Ferdinand von Schirach: "Der Fall Collini"

oder Wie werden NS-Verbrechen in Deutschland aufgearbeitet?

Bibliographisches:

  • ·         erschienen im September 2011 im Piper Verlag
  • ·         umfasst 199 Seiten, Hardcover Ausgabe

Zum Autor:

Ferdinand von Schirach wurde 1964 in München geboren. Schirach studierte in Bonn. Sein Referendariat absolvierte er in Köln. Nach erfolgreichem Abschluss ließ er sich als Anwalt 1994 nieder. Ferdinand von Schirach ist Strafverteidiger und gilt als Anwalt von Prominenten. Zu seinen Klienten zählen solche Persönlichkeiten wie Schabowski und Klaus Kinski. Besonders seine Strafanzeigen gegen den BND und den Berliner Datenschützer machten Ferdinand von Schirach auch in den Medien bekannt.
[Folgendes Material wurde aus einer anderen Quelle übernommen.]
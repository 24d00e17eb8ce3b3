//! Constant-time scalar multiplication for short Weierstrass elliptic
//! curves, for Nebula
//!
//! This crate provides a scalar-multiplication engine for curves of the
//! form `y² = x³ − 3x + b` over a prime field — the shape used by NIST
//! P-256, among others. It computes `k·P` using Montgomery-form field
//! arithmetic, Renes–Costello–Batina complete addition formulas, a
//! fixed-width windowed ladder, and side-channel-aware table lookups.
//!
//! The focus is on **clarity, predictability, and auditability**, rather
//! than on providing a large or high-level cryptographic API. All
//! components are dependency-free, explicit in their semantics, and
//! suitable for security-critical code.
//!
//! # Module overview
//!
//! - `os`
//!   Environment-facing entropy source backing the CSPRNG.
//!
//! - `primitives`
//!   Fixed-size, low-level cryptographic primitives such as `U256`. Used
//!   internally by `rng`.
//!
//! - `rng`
//!   A ChaCha20-based CSPRNG, reused by the test suite as a deterministic
//!   seed source for random scalars and blinding factors.
//!
//! - `ec`
//!   The scalar-multiplication engine: Montgomery field arithmetic,
//!   complete-addition kernels, protected table lookups, the arbitrary-point
//!   and P-256 generator ladders, blinding, and the public `Point` API.
//!
//! # Design goals
//!
//! - Minimal and explicit APIs
//! - Stable, well-defined semantics
//! - Clear separation between cryptographic code and supporting utilities
//!
//! This crate is not intended to replace full-featured, externally audited
//! cryptographic libraries, but to serve as a small, controlled foundation
//! for Nebula's internal cryptographic needs.

mod os;

pub mod ec;
pub mod primitives;
pub mod rng;
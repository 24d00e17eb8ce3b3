//! Group-law sanity checks on a small toy short-Weierstrass curve
//! (`a = -3`, 1-byte field). Exercises the arbitrary-point kernels through
//! the public `Point` API; the NIST P-256 vectors live in
//! `ec_p256_vectors.rs`.

use std::cmp::Ordering;
use std::rc::Rc;

use ecc_ws::ec::{CurveContext, Point, PointError};

// y² = x³ − 3x + 3 (mod 97); (1, 1) is on this curve: 1 = 1 - 3 + 3.
const TOY_MODULUS: [u8; 1] = [97];
const TOY_B: [u8; 1] = [3];
const TOY_ORDER: [u8; 1] = [97];

fn toy_ctx() -> Rc<CurveContext> {
    Rc::new(CurveContext::new(&TOY_MODULUS, &TOY_B, &TOY_ORDER, 1, 0).unwrap())
}

fn base_point(ctx: &Rc<CurveContext>) -> Point {
    Point::new(&[1], &[1], 1, ctx).unwrap()
}

fn infinity(ctx: &Rc<CurveContext>) -> Point {
    Point::new(&[0], &[0], 1, ctx).unwrap()
}

fn assert_points_equal(a: &Point, b: &Point) {
    assert_eq!(a.cmp(b).unwrap(), Ordering::Equal);
}

#[test]
fn on_curve_point_constructs() {
    let ctx = toy_ctx();
    let p = base_point(&ctx);
    assert!(!p.is_pai());
}

#[test]
fn off_curve_point_is_rejected() {
    let ctx = toy_ctx();
    let err = Point::new(&[1], &[2], 1, &ctx).unwrap_err();
    assert_eq!(err, PointError::OffCurve);
}

#[test]
fn infinity_decodes_from_zero_zero() {
    let ctx = toy_ctx();
    let o = infinity(&ctx);
    assert!(o.is_pai());
}

#[test]
fn identity_law() {
    let ctx = toy_ctx();
    let p = base_point(&ctx);
    let o = infinity(&ctx);

    let sum = p.add(&o).unwrap();
    assert_points_equal(&sum, &p);

    let sum = o.add(&p).unwrap();
    assert_points_equal(&sum, &p);
}

#[test]
fn inverse_law() {
    let ctx = toy_ctx();
    let p = base_point(&ctx);
    let mut neg_p = p.clone();
    neg_p.negate();

    let sum = p.add(&neg_p).unwrap();
    assert!(sum.is_pai());

    // double negation returns the original point
    neg_p.negate();
    assert_points_equal(&neg_p, &p);
}

#[test]
fn doubling_matches_self_addition() {
    let ctx = toy_ctx();
    let p = base_point(&ctx);

    let mut doubled = p.clone();
    doubled.double();

    let added = p.add(&p).unwrap();
    assert_points_equal(&doubled, &added);
}

#[test]
fn commutative_law() {
    let ctx = toy_ctx();
    let p = base_point(&ctx);
    let mut q = p.clone();
    q.double();

    let pq = p.add(&q).unwrap();
    let qp = q.add(&p).unwrap();
    assert_points_equal(&pq, &qp);
}

#[test]
fn associative_law() {
    let ctx = toy_ctx();
    let p = base_point(&ctx);
    let mut q = p.clone();
    q.double();
    let mut r = p.clone();
    r.scalar(&[3], 1, 0).unwrap();

    let left = p.add(&q).unwrap().add(&r).unwrap();
    let right = p.add(&q.add(&r).unwrap()).unwrap();
    assert_points_equal(&left, &right);
}

#[test]
fn scalar_by_zero_is_infinity() {
    let ctx = toy_ctx();
    let mut p = base_point(&ctx);
    p.scalar(&[0], 1, 0).unwrap();
    assert!(p.is_pai());
}

#[test]
fn scalar_by_one_is_identity() {
    let ctx = toy_ctx();
    let base = base_point(&ctx);
    let mut p = base.clone();
    p.scalar(&[1], 1, 0).unwrap();
    assert_points_equal(&p, &base);
}

#[test]
fn scalar_by_two_matches_double() {
    let ctx = toy_ctx();
    let mut p = base_point(&ctx);
    let mut doubled = p.clone();
    doubled.double();
    p.scalar(&[2], 1, 0).unwrap();
    assert_points_equal(&p, &doubled);
}

#[test]
fn cross_context_add_is_rejected() {
    let ctx_a = toy_ctx();
    let ctx_b = toy_ctx();
    let p = base_point(&ctx_a);
    let q = base_point(&ctx_b);
    assert_eq!(p.add(&q).unwrap_err(), PointError::CurveMismatch);
    assert_eq!(p.cmp(&q).unwrap_err(), PointError::CurveMismatch);
}

#[test]
fn normalize_is_idempotent_on_affine_points() {
    let ctx = toy_ctx();
    let mut p = base_point(&ctx);
    p.normalize();
    let mut x = [0u8; 1];
    let mut y = [0u8; 1];
    p.get_xy(&mut x, &mut y).unwrap();
    assert_eq!(x, [1]);
    assert_eq!(y, [1]);
}

#[test]
fn get_xy_rejects_wrong_length_buffers() {
    let ctx = toy_ctx();
    let p = base_point(&ctx);
    let mut x = [0u8; 2];
    let mut y = [0u8; 1];
    assert_eq!(
        p.get_xy(&mut x, &mut y).unwrap_err(),
        PointError::NotEnoughData
    );
}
Sein erstes Buch, das er 2009 herausbrachte, wurde sofort ein Erfolg. Es ist eine Sammlung von Fällen aus seiner Kanzlei, die er in Form von Kurzgeschichten zusammengetragen hat. Bereits ein Jahr später folgte sein zweites Buch. Auch in diesem widmet er sich wiederum dem Alltag eines Strafverteidigers.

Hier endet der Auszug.